A : Aujourd'hui on a fait 21 km. Le temps était gris. Il y avait de super beaux paysages et une grande montée. C’était super bien. On est arrivé au gîte. Je suis fatigué. Je n’ai pas le moral et vous, comment allez-vous ?


Sylvie : Bonjour à tous,

Aujourd’hui, nous avons traversé des paysages magnifiques comme hier.

A a eu du mal à se réveiller ce matin et s’est un peu traîné durant la journée. Mais nous avons eu le plaisir de recroiser notre amie pèlerine, Billy, avant qu’elle ne s’arrête à son gîte bien avant le nôtre. Nous la retrouverons demain et ce sera un grand jour pour nous : Saint-Jean-Pied-de-Port ! C’est incroyable. Ce soir, nous sommes logés dans une ferme équestre avec des woofers. L’étape de demain sera très courte, ce qui nous permettra de profiter de Saint-Jean-Pied-de Port où nous aurons aussi un jour de repos.

En attendant A profite des chevaux qui nous entourent


Mardi 19 avril : Saint-Jean-Pied-de-Port

A : Aujourd'hui, il a bien plu, c'était embêtant. Nous sommes enfin arrivés à Saint-Jean-Pied-de-Port, un premier grand but accompli. Ce soir, on mange au restaurant avec des pèlerins.

Je suis très heureux et joyeux et vous, comment allez-vous ?


Sylvie : On l’a fait !

Premier grand défi relevé : nous avons bouclé la Via Podiensis, la voie du Puy. Rendez-vous compte : nos pieds nous ont porté sur plus de 750 km. Un pas après l’autre, une journée après l’autre, avec des hauts et des bas, physiquement et moralement, nous avons avancé pour nous trouver, ici, aujourd’hui, à la mi-temps de notre aventure.

A peut être fier de lui, seuls sa volonté et son courage l’ont porté jusqu'à là.

Je lui ai dit début mars : “c’est ta marche. Elle sera ce que tu en feras”. Aujourd’hui c’est sa victoire. Il ne la doit qu’à lui-même et je l’en félicite.

Il pleut sur Saint-Jean-Pied-de-Port, mais ça ne gâchera pas notre soirée : nous allons fêter ça avec tous nos amis pèlerins présents ici aujourd’hui.

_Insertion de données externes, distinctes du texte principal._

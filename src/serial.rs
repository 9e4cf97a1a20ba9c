//! ==============================================================================
//! serial.rs - serial source abstraction
//! ==============================================================================
//!
//! purpose:
//!     the ingestion loop only sees "how many bytes are pending" and "read up
//!     to n bytes". swapping the polling uart for an interrupt driven source
//!     means another SerialSource impl, the parser is untouched.
//!
//!     - feature "hardware": real uart through rppal (8N1, non-blocking reads)
//!     - otherwise: MockSerial, a synthetic sentence stream for development
//!
//! relationships:
//!     - used by: ingest.rs, main.rs
//!     - uses: rppal (on feature="hardware")
//!
//! ==============================================================================

use crate::config::SerialConfig;
use crate::error::TransportError;

/// non-blocking byte source feeding the ingestion loop
pub trait SerialSource: Send {
    /// bytes that can be read right now without blocking
    fn bytes_available(&mut self) -> Result<usize, TransportError>;

    /// read at most `buf.len()` bytes; 0 means nothing was pending
    fn read_chunk(&mut self, buf: &mut [u8]) -> Result<usize, TransportError>;
}

#[cfg(feature = "hardware")]
pub type DefaultSerial = Uart;
#[cfg(not(feature = "hardware"))]
pub type DefaultSerial = MockSerial;

// ==============================================================================================
// REAL IMPLEMENTATION (For Raspberry Pi)
// ==============================================================================================
#[cfg(feature = "hardware")]
pub struct Uart {
    inner: rppal::uart::Uart,
}

#[cfg(feature = "hardware")]
impl Uart {
    pub fn open(config: &SerialConfig) -> anyhow::Result<Self> {
        use anyhow::Context;
        use rppal::uart::Parity;
        use std::time::Duration;

        let mut inner = rppal::uart::Uart::with_path(&config.device, config.baud_rate, Parity::None, 8, 1)
            .with_context(|| format!("failed to open uart {}", config.device))?;
        // min length 0 + zero timeout: read returns whatever is buffered
        inner
            .set_read_mode(0, Duration::ZERO)
            .context("failed to set uart read mode")?;

        tracing::info!("Using REAL UART {} @ {} baud", config.device, config.baud_rate);
        Ok(Self { inner })
    }
}

#[cfg(feature = "hardware")]
impl SerialSource for Uart {
    fn bytes_available(&mut self) -> Result<usize, TransportError> {
        self.inner
            .input_len()
            .map_err(|e| TransportError::Serial(e.to_string()))
    }

    fn read_chunk(&mut self, buf: &mut [u8]) -> Result<usize, TransportError> {
        self.inner
            .read(buf)
            .map_err(|e| TransportError::Serial(e.to_string()))
    }
}

// ==============================================================================================
// MOCK IMPLEMENTATION (For Non-Hardware Build)
// ==============================================================================================
// one sentence per second: ten seconds of motion at a drifting distance,
// then ten seconds of quiet with no distance.

#[cfg(not(feature = "hardware"))]
pub struct MockSerial {
    counter: u64,
    pending: Vec<u8>,
    next_at: std::time::Instant,
    period: std::time::Duration,
}

#[cfg(not(feature = "hardware"))]
impl MockSerial {
    pub fn open(config: &SerialConfig) -> anyhow::Result<Self> {
        tracing::info!("Using MOCK serial source (no uart {})", config.device);
        Ok(Self::with_period(std::time::Duration::from_secs(1)))
    }

    pub fn with_period(period: std::time::Duration) -> Self {
        Self {
            counter: 0,
            pending: Vec::new(),
            next_at: std::time::Instant::now(),
            period,
        }
    }

    fn sentence(counter: u64) -> String {
        if (counter / 10) % 2 == 0 {
            let distance = 1.0 + (counter % 10) as f64 * 0.25;
            format!("$DFDMD,1,0,{distance:.3},0,0\r\n")
        } else {
            "$DFDMD,0,0,,0,0\r\n".to_string()
        }
    }

    fn refill(&mut self) {
        let now = std::time::Instant::now();
        if self.pending.is_empty() && now >= self.next_at {
            self.pending = Self::sentence(self.counter).into_bytes();
            self.counter += 1;
            self.next_at = now + self.period;
        }
    }
}

#[cfg(not(feature = "hardware"))]
impl SerialSource for MockSerial {
    fn bytes_available(&mut self) -> Result<usize, TransportError> {
        self.refill();
        Ok(self.pending.len())
    }

    fn read_chunk(&mut self, buf: &mut [u8]) -> Result<usize, TransportError> {
        self.refill();
        let n = buf.len().min(self.pending.len());
        buf[..n].copy_from_slice(&self.pending[..n]);
        self.pending.drain(..n);
        tracing::debug!("[MOCK UART] read {} bytes", n);
        Ok(n)
    }
}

Mercredi 20 avril : Saint Palais

A : et Oui encore à Saint Palais et non, on n’a pas fait demi-tour, c’est juste qu’on a témoigné sur un documentaire et c’était super bien et rigolo. Les personnes étaient très intéressées par Seuil. Une bonne soirée encore. Je vais bien et heureux et vous comment allez-vous ?


Sylvie : Bonjour à tous,

Beaucoup de pluie pour ce jour de repos à Saint Jean Pied de Port. Mais la soirée au restaurant hier avec tous nos amis pèlerins n’a pas été gâchée. Que de souvenirs en commun en si peu de temps et que d’émotions au moment de se quitter. Certains s'arrêtent là, pour cette fois, d’autres continuent jusqu’à Santiago. Aujourd’hui, c’était nos “au-revoir” à Billy, notre chère Billy. A elle j’ai fait des promesses de retrouvailles…

Et ce soir, grande soirée pour nous : c’était la projection du documentaire de Stéphanie Paillet “Démarche” sur Seuil à Saint Palais, que nous avons rejoint en bus et où nous dormons à nouveau ce soir. Outre la découverte, à travers le film, de la partie espagnole du chemin, nous avons beaucoup apprécié la discussion qui a suivi. Les gens ont posé beaucoup de questions à A et nous-mêmes et se sont montrés très intéressés et enthousiastes. Nous avons reçu de chaleureux encouragements. Merci à Patrick, Martine et Roxane pour l’organisation de la soirée et surtout pour leur invitation.

Répondre aux questions a permis à A de verbaliser des ressentis et de faire un premier bilan du chemin parcouru, physiquement, mais aussi moralement. ça nous a reboostés pour la deuxième partie de notre longue marche.


Jeudi 21 avril : Bidarray

A : Et oui déjà ici, mais il a fait très mauvais et il a beaucoup plu. Je n’ai pas le moral, mais je suis encore motivé pour marcher et vous comment allez-vous ?


Sylvie : Bonjour à tous ! Quelle journée !

Patrick nous a ramenés à Saint Jean Pied de Port d’où nous sommes partis plein ouest, cap vers l’océan. Mais l’Office de Tourisme nous ayant fortement déconseillé de prendre le sentier partiellement inondé, nous avons longé la route, ce qui n’a pas changé grand-chose vu le peu de visibilité que le mauvais temps nous autorise.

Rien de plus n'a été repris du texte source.